Earth Observation Priority Research
Assembling observation data in earth observation priority research and promoting new research by combining it with models to contribute to the prosperity of humanity.
In EORC, we do "Earth Observation Priority Research" where analysis and research are developed multi-dimensionally in cooperation with universities, research institutes and foreign researchers. The data is then sent from earth observation satellites in an integrated way. We aim to address issues in various fields including the oceans, the water cycle and water resources, the atmosphere, infrastructure monitoring, radioactive processes, ecosystems, agriculture and public health, etc.
Earth Observation Research Center
Space Technology Directorate 1
Collecting Earth Environment Data from Space using Earth Observation Satellites
Our daily lives are endangered by changes in earth environment caused by human activities such as deforestation (tropical rain forests in particular), destruction of the ozone layer and global warming, and natural phenomena such as earthquakes, volcanic eruptions and climate change, etc.
EORC calibrates and validates the earth environment data essential for our daily lives, including the oceans, the water cycle, the atmosphere, climate change, infrastructure and health, etc., for each earth observation satellite and project, and develops algorithms for the effective use of observation data. Moreover, we produce useful data output so that we can forecast the changes in earth environment and cope with disasters or climate change quickly by combining the data sets sent from two or more satellites and applying the cross-project data to earth environment modeling.
Themes and Satellites to be used for Earth Observation Priority Research
ALOS-2: Advanced Land Observing Satellite "DAICHI 2", GPM: Global Precipitation Measurement, TRMM: Tropical Rainfall Measuring Mission, EarthCARE: Earth, Clouds, Aerosols and Radiation Explorer Mission, GCOM: Global Change Observation Mission, GOSAT: Greenhouse Gases Observation Satellite "IBUKI", "Himawari": Geostationary Meteorological Satellite
Open EORC and Maximizing the Availability of Research Results
EORC intends to use human resources effectively including those in universities and research institutes and other foreign researchers. This is to develop an increase in the number of users and strengthen collaboration. This is a change from what was previously JAXAs stand-alone approach. The work now is to establish an all-Japan system and maximize the use of research results, as well as to reinforce the EORC's research function by promoting Earth Observation Priority Research.
Also, to create a more open and transparent EORC, the EORC advisory commission has been established to promote evaluation and dispatch of the research results.
International Collaboration Obtaining data on the changes in earth environments multi-dimensionally, in collaboration with various organizations
The most important issue related to environments that we face now is the global scale of problems, and we need to think of it not for single country, but from the international point of view.
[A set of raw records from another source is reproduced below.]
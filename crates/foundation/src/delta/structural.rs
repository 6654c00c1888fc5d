//! Recursive patch generation for structured data
//!
//! Walks two JSON documents and emits the add/remove/replace operations
//! that turn one into the other. Objects diff key-by-key; any list
//! inequality replaces the whole list; a type mismatch replaces at that
//! path.

use serde::Serialize;
use serde_json::Value;

/// One patch operation, addressed by a JSON-pointer-style path
#[derive(Debug, Clone, PartialEq, Serialize)]
pub struct PatchOp {
    pub op: PatchKind,
    pub path: String,
    #[serde(skip_serializing_if = "Option::is_none")]
    pub value: Option<Value>,
}

#[derive(Debug, Clone, Copy, PartialEq, Eq, Serialize)]
#[serde(rename_all = "lowercase")]
pub enum PatchKind {
    Add,
    Remove,
    Replace,
}

impl PatchOp {
    fn add(path: String, value: Value) -> Self {
        Self {
            op: PatchKind::Add,
            path,
            value: Some(value),
        }
    }

    fn remove(path: String) -> Self {
        Self {
            op: PatchKind::Remove,
            path,
            value: None,
        }
    }

    fn replace(path: String, value: Value) -> Self {
        Self {
            op: PatchKind::Replace,
            path,
            value: Some(value),
        }
    }
}

/// Diff two documents into an ordered patch list. Equal documents yield an
/// empty list.
pub fn diff_values(old: &Value, new: &Value) -> Vec<PatchOp> {
    let mut patches = Vec::new();
    walk("", old, new, &mut patches);
    patches
}

fn walk(path: &str, old: &Value, new: &Value, out: &mut Vec<PatchOp>) {
    match (old, new) {
        (Value::Object(old_map), Value::Object(new_map)) => {
            for (key, new_val) in new_map {
                let child = child_path(path, key);
                match old_map.get(key) {
                    None => out.push(PatchOp::add(child, new_val.clone())),
                    Some(old_val) if old_val != new_val => {
                        if is_container(old_val) && is_container(new_val) {
                            walk(&child, old_val, new_val, out);
                        } else {
                            out.push(PatchOp::replace(child, new_val.clone()));
                        }
                    }
                    Some(_) => {}
                }
            }
            for key in old_map.keys() {
                if !new_map.contains_key(key) {
                    out.push(PatchOp::remove(child_path(path, key)));
                }
            }
        }
        (Value::Array(old_items), Value::Array(new_items)) => {
            if old_items != new_items {
                out.push(PatchOp::replace(path.to_string(), new.clone()));
            }
        }
        // Scalar change or type mismatch: replace at this path.
        _ => {
            if old != new {
                out.push(PatchOp::replace(path.to_string(), new.clone()));
            }
        }
    }
}

fn is_container(value: &Value) -> bool {
    value.is_object() || value.is_array()
}

fn child_path(path: &str, key: &str) -> String {
    // RFC 6901 token escaping
    let escaped = key.replace('~', "~0").replace('/', "~1");
    format!("{}/{}", path, escaped)
}

#[cfg(test)]
mod tests {
    use super::*;
    use serde_json::json;

    /// Test-side reconstructor: applies a patch list the way a downstream
    /// consumer would.
    fn apply_patches(old: &Value, patches: &[PatchOp]) -> Value {
        let mut doc = old.clone();
        for patch in patches {
            apply_one(&mut doc, patch);
        }
        doc
    }

    fn apply_one(doc: &mut Value, patch: &PatchOp) {
        let segments: Vec<String> = patch
            .path
            .split('/')
            .skip(1)
            .map(|s| s.replace("~1", "/").replace("~0", "~"))
            .collect();

        if segments.is_empty() || patch.path.is_empty() {
            if let Some(value) = &patch.value {
                *doc = value.clone();
            }
            return;
        }

        let mut cursor = doc;
        for segment in &segments[..segments.len() - 1] {
            cursor = cursor.get_mut(segment).expect("patch path must exist");
        }
        let last = &segments[segments.len() - 1];

        match patch.op {
            PatchKind::Add | PatchKind::Replace => {
                let value = patch.value.clone().expect("add/replace carries a value");
                cursor
                    .as_object_mut()
                    .expect("parent must be an object")
                    .insert(last.clone(), value);
            }
            PatchKind::Remove => {
                cursor
                    .as_object_mut()
                    .expect("parent must be an object")
                    .remove(last);
            }
        }
    }

    #[test]
    fn test_equal_documents_yield_no_patches() {
        let doc = json!({"a": 1, "b": [1, 2]});
        assert!(diff_values(&doc, &doc).is_empty());
    }

    #[test]
    fn test_scalar_replace_and_key_add() {
        let old = json!({"a": 1, "b": 2});
        let new = json!({"a": 1, "b": 3, "c": 4});

        let patches = diff_values(&old, &new);
        assert_eq!(patches.len(), 2);
        assert!(patches.contains(&PatchOp::replace("/b".to_string(), json!(3))));
        assert!(patches.contains(&PatchOp::add("/c".to_string(), json!(4))));
    }

    #[test]
    fn test_key_removal() {
        let old = json!({"a": 1, "b": 2});
        let new = json!({"a": 1});

        let patches = diff_values(&old, &new);
        assert_eq!(patches, vec![PatchOp::remove("/b".to_string())]);
    }

    #[test]
    fn test_nested_recursion() {
        let old = json!({"outer": {"x": 1, "y": 2}});
        let new = json!({"outer": {"x": 1, "y": 9}});

        let patches = diff_values(&old, &new);
        assert_eq!(
            patches,
            vec![PatchOp::replace("/outer/y".to_string(), json!(9))]
        );
    }

    #[test]
    fn test_list_change_replaces_whole_list() {
        let old = json!({"items": [1, 2, 3]});
        let new = json!({"items": [1, 2, 4]});

        let patches = diff_values(&old, &new);
        assert_eq!(
            patches,
            vec![PatchOp::replace("/items".to_string(), json!([1, 2, 4]))]
        );
    }

    #[test]
    fn test_type_mismatch_replaces_at_path() {
        let old = json!({"v": {"nested": true}});
        let new = json!({"v": [1, 2]});

        let patches = diff_values(&old, &new);
        assert_eq!(
            patches,
            vec![PatchOp::replace("/v".to_string(), json!([1, 2]))]
        );
    }

    #[test]
    fn test_patch_round_trip() {
        let old = json!({
            "name": "task",
            "state": {"phase": "running", "retries": 0},
            "tags": ["a", "b"],
            "obsolete": true
        });
        let new = json!({
            "name": "task",
            "state": {"phase": "done", "retries": 2},
            "tags": ["a", "b", "c"],
            "result": {"ok": true}
        });

        let patches = diff_values(&old, &new);
        assert_eq!(apply_patches(&old, &patches), new);
    }

    #[test]
    fn test_root_scalar_replace_round_trip() {
        let old = json!("before");
        let new = json!(42);

        let patches = diff_values(&old, &new);
        assert_eq!(patches.len(), 1);
        assert_eq!(patches[0].path, "");
        assert_eq!(apply_patches(&old, &patches), new);
    }

    #[test]
    fn test_escaped_keys_round_trip() {
        let old = json!({"a/b": 1, "c~d": 2});
        let new = json!({"a/b": 9, "c~d": 2});

        let patches = diff_values(&old, &new);
        assert_eq!(patches[0].path, "/a~1b");
        assert_eq!(apply_patches(&old, &patches), new);
    }

    #[test]
    fn test_patch_serialization_shape() {
        let patch = PatchOp::remove("/b".to_string());
        let json = serde_json::to_value(&patch).unwrap();
        // Remove ops carry no value field at all.
        assert_eq!(json, json!({"op": "remove", "path": "/b"}));
    }
}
For example, GPM (Global Precipitation Measurement) is an international collaborative mission where high accuracy and high frequency global precipitation observations are made to elucidate climate change and water cycle change. It utilizes a main satellite (GPM/DPR: Global Precipitation Measurement/Dual-frequency Precipitation Radar) and the Constellation Satellites. Japan, the US, France and India participate in this project.
For everyday weather forecasts, the observation data from GCOM-W (Global Change Observation Mission) "SHIZUKU" using the microwave radiation scale is used for high-accuracy rainfall prediction by as many as 264 meteorology organizations in 36 countries including the Japan Meteorological Agency.
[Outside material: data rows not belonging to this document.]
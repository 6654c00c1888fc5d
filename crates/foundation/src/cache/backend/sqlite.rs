//! Durable file-backed cache backend
//!
//! Stores entries in a single SQLite database. Expiry is an `expires_at`
//! column enforced on every read; expired rows for a key are deleted on
//! access, and writes opportunistically sweep whatever else has lapsed.

use super::CacheBackend;
use crate::cache::types::CacheEntry;
use crate::error::{Error, Result};
use chrono::Utc;
use rusqlite::{params, Connection, OptionalExtension};
use std::path::PathBuf;
use std::sync::{Mutex, MutexGuard};
use std::time::Duration;

/// SQLite-backed cache store
pub struct SqliteBackend {
    conn: Mutex<Connection>,
}

impl SqliteBackend {
    /// Open (or create) the cache database.
    ///
    /// `None` places it under the per-user cache directory, the same way
    /// the rest of Murmur keeps its per-user state.
    pub fn open(path: Option<PathBuf>) -> Result<Self> {
        let db_path = match path {
            Some(path) => path,
            None => {
                let dir = dirs::cache_dir()
                    .ok_or_else(|| {
                        Error::backend_unavailable("sqlite", "cannot find cache directory")
                    })?
                    .join("murmur");
                std::fs::create_dir_all(&dir).map_err(|e| {
                    Error::backend_unavailable(
                        "sqlite",
                        format!("failed to create {}: {}", dir.display(), e),
                    )
                })?;
                dir.join("response-cache.db")
            }
        };

        if let Some(parent) = db_path.parent() {
            if !parent.as_os_str().is_empty() && !parent.exists() {
                std::fs::create_dir_all(parent).map_err(|e| {
                    Error::backend_unavailable(
                        "sqlite",
                        format!("failed to create {}: {}", parent.display(), e),
                    )
                })?;
            }
        }

        let conn = Connection::open(&db_path).map_err(|e| {
            Error::backend_unavailable("sqlite", format!("failed to open database: {}", e))
        })?;

        Self::initialize(conn)
    }

    /// In-memory database, for tests
    pub fn in_memory() -> Result<Self> {
        let conn = Connection::open_in_memory().map_err(|e| {
            Error::backend_unavailable("sqlite", format!("failed to open in-memory db: {}", e))
        })?;
        Self::initialize(conn)
    }

    fn initialize(conn: Connection) -> Result<Self> {
        conn.execute_batch(
            "PRAGMA journal_mode=WAL;
             PRAGMA synchronous=NORMAL;

             CREATE TABLE IF NOT EXISTS cache_entries (
                 key        TEXT PRIMARY KEY,
                 payload    TEXT NOT NULL,
                 expires_at INTEGER NOT NULL
             );
             CREATE INDEX IF NOT EXISTS idx_cache_expires
                 ON cache_entries(expires_at);",
        )
        .map_err(|e| Error::backend_unavailable("sqlite", format!("failed to init schema: {}", e)))?;

        Ok(Self {
            conn: Mutex::new(conn),
        })
    }

    fn lock(&self) -> Result<MutexGuard<'_, Connection>> {
        self.conn
            .lock()
            .map_err(|_| Error::backend_op("sqlite", "mutex poisoned"))
    }
}

impl CacheBackend for SqliteBackend {
    fn name(&self) -> &'static str {
        "sqlite"
    }

    fn get(&self, key: &str) -> Result<Option<CacheEntry>> {
        let conn = self.lock()?;
        let now = Utc::now().timestamp();

        // Drop a lapsed row for this key before reading past it.
        conn.execute(
            "DELETE FROM cache_entries WHERE key = ?1 AND expires_at <= ?2",
            params![key, now],
        )?;

        let payload: Option<String> = conn
            .query_row(
                "SELECT payload FROM cache_entries WHERE key = ?1",
                params![key],
                |row| row.get(0),
            )
            .optional()?;

        match payload {
            Some(raw) => {
                let entry = serde_json::from_str(&raw)
                    .map_err(|e| Error::Serialization(format!("bad cache row: {}", e)))?;
                Ok(Some(entry))
            }
            None => Ok(None),
        }
    }

    fn set(&self, key: &str, entry: &CacheEntry, ttl: Duration) -> Result<()> {
        let conn = self.lock()?;
        let now = Utc::now().timestamp();
        let expires_at = now + ttl.as_secs() as i64;
        let payload = serde_json::to_string(entry)?;

        conn.execute(
            "INSERT OR REPLACE INTO cache_entries (key, payload, expires_at)
             VALUES (?1, ?2, ?3)",
            params![key, payload, expires_at],
        )?;

        // Opportunistic sweep keeps the file from accumulating dead rows.
        conn.execute(
            "DELETE FROM cache_entries WHERE expires_at <= ?1",
            params![now],
        )?;

        Ok(())
    }

    fn delete(&self, key: &str) -> Result<()> {
        let conn = self.lock()?;
        conn.execute("DELETE FROM cache_entries WHERE key = ?1", params![key])?;
        Ok(())
    }

    fn clear(&self) -> Result<()> {
        let conn = self.lock()?;
        conn.execute("DELETE FROM cache_entries", [])?;
        Ok(())
    }
}

#[cfg(test)]
mod tests {
    use super::*;

    fn entry(content: &str) -> CacheEntry {
        CacheEntry::new(content, 7, 0.002, "nano")
    }

    #[test]
    fn test_set_get_round_trip() {
        let backend = SqliteBackend::in_memory().unwrap();
        backend.set("a", &entry("hello"), Duration::from_secs(60)).unwrap();

        let got = backend.get("a").unwrap().unwrap();
        assert_eq!(got.content, "hello");
        assert_eq!(got.tokens, 7);
        assert_eq!(got.tier, "nano");
    }

    #[test]
    fn test_expired_row_is_deleted_on_read() {
        let backend = SqliteBackend::in_memory().unwrap();

        // Plant a row whose expiry already lapsed, bypassing the write-path
        // sweep, so the read path alone must handle it.
        {
            let conn = backend.conn.lock().unwrap();
            conn.execute(
                "INSERT INTO cache_entries (key, payload, expires_at) VALUES (?1, ?2, ?3)",
                params![
                    "a",
                    serde_json::to_string(&entry("x")).unwrap(),
                    Utc::now().timestamp() - 5
                ],
            )
            .unwrap();
        }

        assert!(backend.get("a").unwrap().is_none());

        // Direct inspection: the row is gone, not merely hidden.
        let conn = backend.conn.lock().unwrap();
        let count: i64 = conn
            .query_row("SELECT COUNT(*) FROM cache_entries", [], |row| row.get(0))
            .unwrap();
        assert_eq!(count, 0);
    }

    #[test]
    fn test_replace_existing_key() {
        let backend = SqliteBackend::in_memory().unwrap();
        backend.set("a", &entry("first"), Duration::from_secs(60)).unwrap();
        backend.set("a", &entry("second"), Duration::from_secs(60)).unwrap();

        let got = backend.get("a").unwrap().unwrap();
        assert_eq!(got.content, "second");
    }

    #[test]
    fn test_delete_and_clear() {
        let backend = SqliteBackend::in_memory().unwrap();
        backend.set("a", &entry("1"), Duration::from_secs(60)).unwrap();
        backend.set("b", &entry("2"), Duration::from_secs(60)).unwrap();

        backend.delete("a").unwrap();
        assert!(backend.get("a").unwrap().is_none());
        assert!(backend.get("b").unwrap().is_some());

        backend.clear().unwrap();
        assert!(backend.get("b").unwrap().is_none());
    }

    #[test]
    fn test_durability_across_reopen() {
        let dir = tempfile::tempdir().unwrap();
        let db_path = dir.path().join("cache.db");

        {
            let backend = SqliteBackend::open(Some(db_path.clone())).unwrap();
            backend
                .set("persisted", &entry("survives"), Duration::from_secs(300))
                .unwrap();
        }

        let reopened = SqliteBackend::open(Some(db_path)).unwrap();
        let got = reopened.get("persisted").unwrap().unwrap();
        assert_eq!(got.content, "survives");
    }
}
Accumulated greenhouse gas emissions due to land use changes (deforestation) account for 25% of the total accumulations of gas from 1750 to 2010. The increase of such greenhouse effect gases is a significant factor for climate change. Forest preservation is recognized as an important project and countermeasure against climate change. Because of this, JAXA is going to start a tropical forest-monitoring program with satellites in cooperation with JICA (Japan International Cooperation Agency). This project is to contribute to effective countermeasures against climate change, to deter deforestation, prevent natural disasters, and also for biodiversity conservation. This project is expected to help limit deforestation in countries where the problem is serious due to illegal logging in the short term, and to overall forest preservation by the United Nations in the long term. EORC continues to challenge itself to find solutions to problems on the earth and the whole of humanity not only for the present, but also for the future.
EORC's Attempt to Restrict Illegal Logging and Global Warming with the Forest Change Detection System in collaboration with JICA
EORC cooperated with JICA to identify the illegal logging areas in the Amazon based on observation data from the Advanced Land Observation Satellite (ALOS) "DAICHI" from 2009 to 2012. In April 2014, JAXA and JICA concluded the cooperation agreement for the purpose of finding solutions to global issues particularly in developing areas of the world, using their aerospace technology. In COP 21 held in Paris in December 2015, they jointly announced the "Forest Governance Improvement Initiative". According to its framework, the "Forest Change Detection System" will be built using the "Advanced Land Observing Satellite "DAICHI 2" (ALOS-2) effectively.